Variable importance

A way to claw back interpretability after you’ve ensembled a single tree into 500. Two flavors: impurity-based (mean decrease in Gini / RSS) and randomization-based (permute one predictor on OOB and measure performance drop). The prof prefers the randomization version “because it makes more sense.”

Definition (prof’s framing)

“Drawback of bagging: It becomes difficult to interpret the results, because instead of having just one tree, which is very easy to read, you have like 10, right? And then you often want to bring it back to what the variables actually are. Ideally consolidate the trees into one, but that’s not always so easy.” - L18-trees-2

So instead, sort predictors by their cumulative contribution across the ensemble. Two definitions of “contribution,” both produced by R’s importance() and visualized by varImpPlot().

The two flavors

Flavor 1: node-impurity-based (mean decrease in Gini / RSS)

For each predictor $X_{j}$ :

At every split that uses $X_{j}$ , record the decrease in node impurity (RSS for regression, Gini for classification).
Sum across all splits, average over the $B$ trees.

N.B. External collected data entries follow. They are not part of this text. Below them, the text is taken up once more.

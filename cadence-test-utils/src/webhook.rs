//! Capture sink standing in for the notification webhook.

use std::convert::Infallible;
use std::net::SocketAddr;
use std::sync::Arc;

use anyhow::Result;
use hyper::body::to_bytes;
use hyper::service::{make_service_fn, service_fn};
use hyper::{Body, Request, Response, Server, StatusCode};
use serde_json::Value;
use tokio::net::TcpListener;
use tokio::sync::{oneshot, Mutex};
use tokio::task::JoinHandle;

#[derive(Default)]
struct Inner {
    payloads: Vec<Value>,
    rate_limit_next: bool,
}

#[derive(Clone, Default)]
pub struct WebhookState {
    inner: Arc<Mutex<Inner>>,
}

impl WebhookState {
    /// Everything POSTed so far.
    pub async fn payloads(&self) -> Vec<Value> {
        self.inner.lock().await.payloads.clone()
    }

    /// Make the next POST answer 429 with a `Retry-After`.
    pub async fn rate_limit_next(&self) {
        self.inner.lock().await.rate_limit_next = true;
    }
}

pub struct MockWebhook {
    addr: SocketAddr,
    state: WebhookState,
    shutdown_tx: Option<oneshot::Sender<()>>,
    handle: JoinHandle<()>,
}

impl MockWebhook {
    pub async fn start() -> Result<Self> {
        let state = WebhookState::default();
        let listener = TcpListener::bind(("127.0.0.1", 0)).await?;
        let addr = listener.local_addr()?;
        let std_listener = listener.into_std()?;
        std_listener.set_nonblocking(true)?;
        let (shutdown_tx, shutdown_rx) = oneshot::channel();

        let route_state = state.clone();
        let make_svc = make_service_fn(move |_| {
            let state = route_state.clone();
            async move {
                Ok::<_, Infallible>(service_fn(move |req| {
                    let state = state.clone();
                    async move { Ok::<_, Infallible>(capture(req, state).await) }
                }))
            }
        });
        let server = Server::from_tcp(std_listener)?.serve(make_svc);
        let handle = tokio::spawn(async move {
            let _ = server
                .with_graceful_shutdown(async {
                    let _ = shutdown_rx.await;
                })
                .await;
        });
        Ok(Self {
            addr,
            state,
            shutdown_tx: Some(shutdown_tx),
            handle,
        })
    }

    #[must_use]
    pub fn url(&self) -> String {
        format!("http://{}/webhook", self.addr)
    }

    #[must_use]
    pub fn state(&self) -> WebhookState {
        self.state.clone()
    }
}

impl Drop for MockWebhook {
    fn drop(&mut self) {
        if let Some(tx) = self.shutdown_tx.take() {
            let _ = tx.send(());
        }
        self.handle.abort();
    }
}

async fn capture(req: Request<Body>, state: WebhookState) -> Response<Body> {
    let body = to_bytes(req.into_body()).await.unwrap_or_default();
    let mut inner = state.inner.lock().await;
    if inner.rate_limit_next {
        inner.rate_limit_next = false;
        return Response::builder()
            .status(StatusCode::TOO_MANY_REQUESTS)
            .header("Retry-After", "1")
            .body(Body::empty())
            .expect("response construction cannot fail");
    }
    if let Ok(payload) = serde_json::from_slice(&body) {
        inner.payloads.push(payload);
    }
    Response::builder()
        .status(StatusCode::NO_CONTENT)
        .body(Body::empty())
        .expect("response construction cannot fail")
}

Regression: importance = total decrease in RSS due to splits on $X_{j}$ , averaged over trees.

Classification: importance = total decrease in Gini due to splits on $X_{j}$ , averaged over trees (“MeanDecreaseGini” in randomForest output).

R: varImpPlot(..., type = 2) or importance(..., type = 2).

Flavor 2: randomization-based (permutation importance, uses OOB)

For each predictor $X_{j}$ , using the OOB sample:

Run OOB observations through the ensemble; record performance (MSE / misclassification / accuracy).
Permute the values of $X_{j}$ across the OOB observations (whole column shuffled), keeping all other predictors and the trained trees fixed.
Re-run on the corrupted OOB; record the performance drop.
Average the difference across trees, optionally normalize by the SD of the differences.

“If $X_{j}$ is important, permuting the observations will decrease the performance a lot. If it doesn’t matter, then it won’t matter.” - L19-boosting-1

R: varImpPlot(..., type = 1) or importance(..., type = 1). Reported as MeanDecreaseAccuracy for classification (or %IncMSE for regression).

The prof’s preference

Prof's exam-relevant take

“I don’t have a strong preference here. I think I would generally go with randomization one because it makes more sense. But both seem reasonable.” - L19-boosting-1

The reason for the preference: the impurity-based version is biased toward predictors with many possible split points (continuous predictors and high-cardinality categoricals tend to look artificially important because they have more chances to reduce impurity). Permutation importance avoids this, it directly tests whether knowing the predictor’s value helps prediction. The prof didn’t go that deep into the mechanism; the “makes more sense” line is what he flagged.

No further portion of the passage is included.